[Provided information]
+ + +
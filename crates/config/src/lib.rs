//! Process settings read from the environment.
//!
//! Every value has a default; malformed values are logged and replaced by the default so a
//! typo in one variable never prevents the server from starting.

use std::env;

use secrecy::SecretString;
use tracing::warn;

pub const DEFAULT_APP_NAME: &str = "Core PM";
pub const DEFAULT_DATABASE_URL: &str = "sqlite://core_pm.db?mode=rwc";
const DEFAULT_SECRET_KEY: &str = "change-me-in-production";
pub const DEFAULT_ACCESS_TOKEN_EXPIRE_MINUTES: i64 = 60 * 24 * 7;
const DEFAULT_CORS_ORIGINS: &str = "http://localhost:5173,http://localhost:3000";
pub const DEFAULT_TASK_ID_PREFIX: &str = "CORE";
pub const DEFAULT_PAGE_SIZE: u64 = 50;
pub const DEFAULT_MAX_PAGE_SIZE: u64 = 100;
pub const DEFAULT_THEME_STATUSES: [&str; 3] = ["active", "completed", "archived"];
const DEFAULT_HOST: &str = "127.0.0.1";
const DEFAULT_PORT: u16 = 8000;

#[derive(Debug, Clone)]
pub struct Settings {
    pub app_name: String,
    pub database_url: String,
    pub secret_key: SecretString,
    pub access_token_expire_minutes: i64,
    pub cors_origins: Vec<String>,
    pub github_webhook_secret: Option<SecretString>,
    pub task_id_prefix: String,
    pub default_page_size: u64,
    pub max_page_size: u64,
    /// Allowed theme statuses; the first entry is the default for new themes.
    pub theme_statuses: Vec<String>,
    pub host: String,
    pub port: u16,
}

impl Default for Settings {
    fn default() -> Self {
        Self {
            app_name: DEFAULT_APP_NAME.to_string(),
            database_url: DEFAULT_DATABASE_URL.to_string(),
            secret_key: SecretString::from(DEFAULT_SECRET_KEY),
            access_token_expire_minutes: DEFAULT_ACCESS_TOKEN_EXPIRE_MINUTES,
            cors_origins: split_list(DEFAULT_CORS_ORIGINS),
            github_webhook_secret: None,
            task_id_prefix: DEFAULT_TASK_ID_PREFIX.to_string(),
            default_page_size: DEFAULT_PAGE_SIZE,
            max_page_size: DEFAULT_MAX_PAGE_SIZE,
            theme_statuses: DEFAULT_THEME_STATUSES
                .iter()
                .map(|status| status.to_string())
                .collect(),
            host: DEFAULT_HOST.to_string(),
            port: DEFAULT_PORT,
        }
    }
}

impl Settings {
    pub fn from_env() -> Self {
        Self::from_env_with(|name| env::var(name).ok())
    }

    pub fn from_env_with<F>(get_env: F) -> Self
    where
        F: Fn(&str) -> Option<String>,
    {
        let defaults = Self::default();

        let secret_key = match read_env_string("SECRET_KEY", &get_env) {
            Some(value) => SecretString::from(value),
            None => {
                warn!("SECRET_KEY is not set; using the development default");
                defaults.secret_key.clone()
            }
        };

        let max_page_size = normalize_max(
            read_env_u64("MAX_PAGE_SIZE", defaults.max_page_size, &get_env),
            "MAX_PAGE_SIZE",
        );
        let mut default_page_size = normalize_max(
            read_env_u64("DEFAULT_PAGE_SIZE", defaults.default_page_size, &get_env),
            "DEFAULT_PAGE_SIZE",
        );
        if default_page_size > max_page_size {
            warn!(
                "DEFAULT_PAGE_SIZE ({default_page_size}) exceeds MAX_PAGE_SIZE ({max_page_size}); clamping."
            );
            default_page_size = max_page_size;
        }

        let theme_statuses = match read_env_string("THEME_STATUSES", &get_env) {
            Some(raw) => {
                let statuses = dedup(split_list(&raw));
                if statuses.is_empty() {
                    warn!("THEME_STATUSES='{raw}' has no entries. Using defaults.");
                    defaults.theme_statuses.clone()
                } else {
                    statuses
                }
            }
            None => defaults.theme_statuses.clone(),
        };

        let task_id_prefix = read_env_string("TASK_ID_PREFIX", &get_env)
            .map(|prefix| prefix.to_uppercase())
            .unwrap_or_else(|| defaults.task_id_prefix.clone());

        let port = read_env_string("BACKEND_PORT", &get_env)
            .or_else(|| read_env_string("PORT", &get_env))
            .map(|value| match value.parse::<u16>() {
                Ok(port) => port,
                Err(err) => {
                    warn!("Invalid PORT='{value}': {err}. Using default {DEFAULT_PORT}.");
                    DEFAULT_PORT
                }
            })
            .unwrap_or(defaults.port);

        Self {
            app_name: read_env_string("APP_NAME", &get_env).unwrap_or(defaults.app_name),
            database_url: read_env_string("DATABASE_URL", &get_env)
                .unwrap_or(defaults.database_url),
            secret_key,
            access_token_expire_minutes: read_env_i64(
                "ACCESS_TOKEN_EXPIRE_MINUTES",
                defaults.access_token_expire_minutes,
                &get_env,
            ),
            cors_origins: read_env_string("CORS_ORIGINS", &get_env)
                .map(|raw| split_list(&raw))
                .unwrap_or(defaults.cors_origins),
            github_webhook_secret: read_env_string("GITHUB_WEBHOOK_SECRET", &get_env)
                .map(SecretString::from),
            task_id_prefix,
            default_page_size,
            max_page_size,
            theme_statuses,
            host: read_env_string("HOST", &get_env).unwrap_or(defaults.host),
            port,
        }
    }

    pub fn default_theme_status(&self) -> &str {
        self.theme_statuses
            .first()
            .map(String::as_str)
            .unwrap_or(DEFAULT_THEME_STATUSES[0])
    }
}

fn read_env_string<F>(name: &str, get_env: &F) -> Option<String>
where
    F: Fn(&str) -> Option<String>,
{
    get_env(name)
        .map(|value| value.trim().to_string())
        .filter(|value| !value.is_empty())
}

fn read_env_u64<F>(name: &str, default: u64, get_env: &F) -> u64
where
    F: Fn(&str) -> Option<String>,
{
    match read_env_string(name, get_env) {
        Some(value) => match value.parse::<u64>() {
            Ok(parsed) => parsed,
            Err(err) => {
                warn!("Invalid {name}='{value}': {err}. Using default {default}.");
                default
            }
        },
        None => default,
    }
}

fn read_env_i64<F>(name: &str, default: i64, get_env: &F) -> i64
where
    F: Fn(&str) -> Option<String>,
{
    match read_env_string(name, get_env) {
        Some(value) => match value.parse::<i64>() {
            Ok(parsed) if parsed > 0 => parsed,
            Ok(parsed) => {
                warn!("{name} must be positive (got {parsed}). Using default {default}.");
                default
            }
            Err(err) => {
                warn!("Invalid {name}='{value}': {err}. Using default {default}.");
                default
            }
        },
        None => default,
    }
}

fn normalize_max(value: u64, name: &str) -> u64 {
    if value == 0 {
        warn!("{name} set to 0. Using minimum value 1.");
        1
    } else {
        value
    }
}

fn split_list(raw: &str) -> Vec<String> {
    raw.split(',')
        .map(str::trim)
        .filter(|entry| !entry.is_empty())
        .map(str::to_string)
        .collect()
}

fn dedup(values: Vec<String>) -> Vec<String> {
    let mut seen = Vec::with_capacity(values.len());
    for value in values {
        if !seen.contains(&value) {
            seen.push(value);
        }
    }
    seen
}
+ + +
[What is expected] Every entry shown earlier is to be returned exactly, line for line.

[Solution]
filename crates/config/src/lib.rs
//! Process settings read from the environment.
//!
//! Every value has a default; malformed values are logged and replaced by the default so a
//! typo in one variable never prevents the server from starting.

use std::env;

use secrecy::SecretString;
use tracing::warn;

pub const DEFAULT_APP_NAME: &str = "Core PM";
pub const DEFAULT_DATABASE_URL: &str = "sqlite://core_pm.db?mode=rwc";
const DEFAULT_SECRET_KEY: &str = "change-me-in-production";
pub const DEFAULT_ACCESS_TOKEN_EXPIRE_MINUTES: i64 = 60 * 24 * 7;
const DEFAULT_CORS_ORIGINS: &str = "http://localhost:5173,http://localhost:3000";
pub const DEFAULT_TASK_ID_PREFIX: &str = "CORE";
pub const DEFAULT_PAGE_SIZE: u64 = 50;
pub const DEFAULT_MAX_PAGE_SIZE: u64 = 100;
pub const DEFAULT_THEME_STATUSES: [&str; 3] = ["active", "completed", "archived"];
const DEFAULT_HOST: &str = "127.0.0.1";
const DEFAULT_PORT: u16 = 8000;

#[derive(Debug, Clone)]
pub struct Settings {
    pub app_name: String,
    pub database_url: String,
    pub secret_key: SecretString,
    pub access_token_expire_minutes: i64,
    pub cors_origins: Vec<String>,
    pub github_webhook_secret: Option<SecretString>,
    pub task_id_prefix: String,
    pub default_page_size: u64,
    pub max_page_size: u64,
    /// Allowed theme statuses; the first entry is the default for new themes.
    pub theme_statuses: Vec<String>,
    pub host: String,
    pub port: u16,
}

impl Default for Settings {
    fn default() -> Self {
        Self {
            app_name: DEFAULT_APP_NAME.to_string(),
            database_url: DEFAULT_DATABASE_URL.to_string(),
            secret_key: SecretString::from(DEFAULT_SECRET_KEY),
            access_token_expire_minutes: DEFAULT_ACCESS_TOKEN_EXPIRE_MINUTES,
            cors_origins: split_list(DEFAULT_CORS_ORIGINS),
            github_webhook_secret: None,
            task_id_prefix: DEFAULT_TASK_ID_PREFIX.to_string(),
            default_page_size: DEFAULT_PAGE_SIZE,
            max_page_size: DEFAULT_MAX_PAGE_SIZE,
            theme_statuses: DEFAULT_THEME_STATUSES
                .iter()
                .map(|status| status.to_string())
                .collect(),
            host: DEFAULT_HOST.to_string(),
            port: DEFAULT_PORT,
        }
    }
}

impl Settings {
    pub fn from_env() -> Self {
        Self::from_env_with(|name| env::var(name).ok())
    }

    pub fn from_env_with<F>(get_env: F) -> Self
    where
        F: Fn(&str) -> Option<String>,
    {
        let defaults = Self::default();

        let secret_key = match read_env_string("SECRET_KEY", &get_env) {
            Some(value) => SecretString::from(value),
            None => {
                warn!("SECRET_KEY is not set; using the development default");
                defaults.secret_key.clone()
            }
        };

        let max_page_size = normalize_max(
            read_env_u64("MAX_PAGE_SIZE", defaults.max_page_size, &get_env),
            "MAX_PAGE_SIZE",
        );
        let mut default_page_size = normalize_max(
            read_env_u64("DEFAULT_PAGE_SIZE", defaults.default_page_size, &get_env),
            "DEFAULT_PAGE_SIZE",
        );
        if default_page_size > max_page_size {
            warn!(
                "DEFAULT_PAGE_SIZE ({default_page_size}) exceeds MAX_PAGE_SIZE ({max_page_size}); clamping."
            );
            default_page_size = max_page_size;
        }

        let theme_statuses = match read_env_string("THEME_STATUSES", &get_env) {
            Some(raw) => {
                let statuses = dedup(split_list(&raw));
                if statuses.is_empty() {
                    warn!("THEME_STATUSES='{raw}' has no entries. Using defaults.");
                    defaults.theme_statuses.clone()
                } else {
                    statuses
                }
            }
            None => defaults.theme_statuses.clone(),
        };

        let task_id_prefix = read_env_string("TASK_ID_PREFIX", &get_env)
            .map(|prefix| prefix.to_uppercase())
            .unwrap_or_else(|| defaults.task_id_prefix.clone());

        let port = read_env_string("BACKEND_PORT", &get_env)
            .or_else(|| read_env_string("PORT", &get_env))
            .map(|value| match value.parse::<u16>() {
                Ok(port) => port,
                Err(err) => {
                    warn!("Invalid PORT='{value}': {err}. Using default {DEFAULT_PORT}.");
                    DEFAULT_PORT
                }
            })
            .unwrap_or(defaults.port);

        Self {
            app_name: read_env_string("APP_NAME", &get_env).unwrap_or(defaults.app_name),
            database_url: read_env_string("DATABASE_URL", &get_env)
                .unwrap_or(defaults.database_url),
            secret_key,
            access_token_expire_minutes: read_env_i64(
                "ACCESS_TOKEN_EXPIRE_MINUTES",
                defaults.access_token_expire_minutes,
                &get_env,
            ),
            cors_origins: read_env_string("CORS_ORIGINS", &get_env)
                .map(|raw| split_list(&raw))
                .unwrap_or(defaults.cors_origins),
            github_webhook_secret: read_env_string("GITHUB_WEBHOOK_SECRET", &get_env)
                .map(SecretString::from),
            task_id_prefix,
            default_page_size,
            max_page_size,
            theme_statuses,
            host: read_env_string("HOST", &get_env).unwrap_or(defaults.host),
            port,
        }
    }

    pub fn default_theme_status(&self) -> &str {
        self.theme_statuses
            .first()
            .map(String::as_str)
            .unwrap_or(DEFAULT_THEME_STATUSES[0])
    }
}

fn read_env_string<F>(name: &str, get_env: &F) -> Option<String>
where
    F: Fn(&str) -> Option<String>,
{
    get_env(name)
        .map(|value| value.trim().to_string())
        .filter(|value| !value.is_empty())
}

fn read_env_u64<F>(name: &str, default: u64, get_env: &F) -> u64
where
    F: Fn(&str) -> Option<String>,
{
    match read_env_string(name, get_env) {
        Some(value) => match value.parse::<u64>() {
            Ok(parsed) => parsed,
            Err(err) => {
                warn!("Invalid {name}='{value}': {err}. Using default {default}.");
                default
            }
        },
        None => default,
    }
}

fn read_env_i64<F>(name: &str, default: i64, get_env: &F) -> i64
where
    F: Fn(&str) -> Option<String>,
{
    match read_env_string(name, get_env) {
        Some(value) => match value.parse::<i64>() {
            Ok(parsed) if parsed > 0 => parsed,
            Ok(parsed) => {
                warn!("{name} must be positive (got {parsed}). Using default {default}.");
                default
            }
            Err(err) => {
                warn!("Invalid {name}='{value}': {err}. Using default {default}.");
                default
            }
        },
        None => default,
    }
}

fn normalize_max(value: u64, name: &str) -> u64 {
    if value == 0 {
        warn!("{name} set to 0. Using minimum value 1.");
        1
    } else {
        value
    }
}

fn split_list(raw: &str) -> Vec<String> {
    raw.split(',')
        .map(str::trim)
        .filter(|entry| !entry.is_empty())
        .map(str::to_string)
        .collect()
}

fn dedup(values: Vec<String>) -> Vec<String> {
    let mut seen = Vec::with_capacity(values.len());
    for value in values {
        if !seen.contains(&value) {
            seen.push(value);
        }
    }
    seen
}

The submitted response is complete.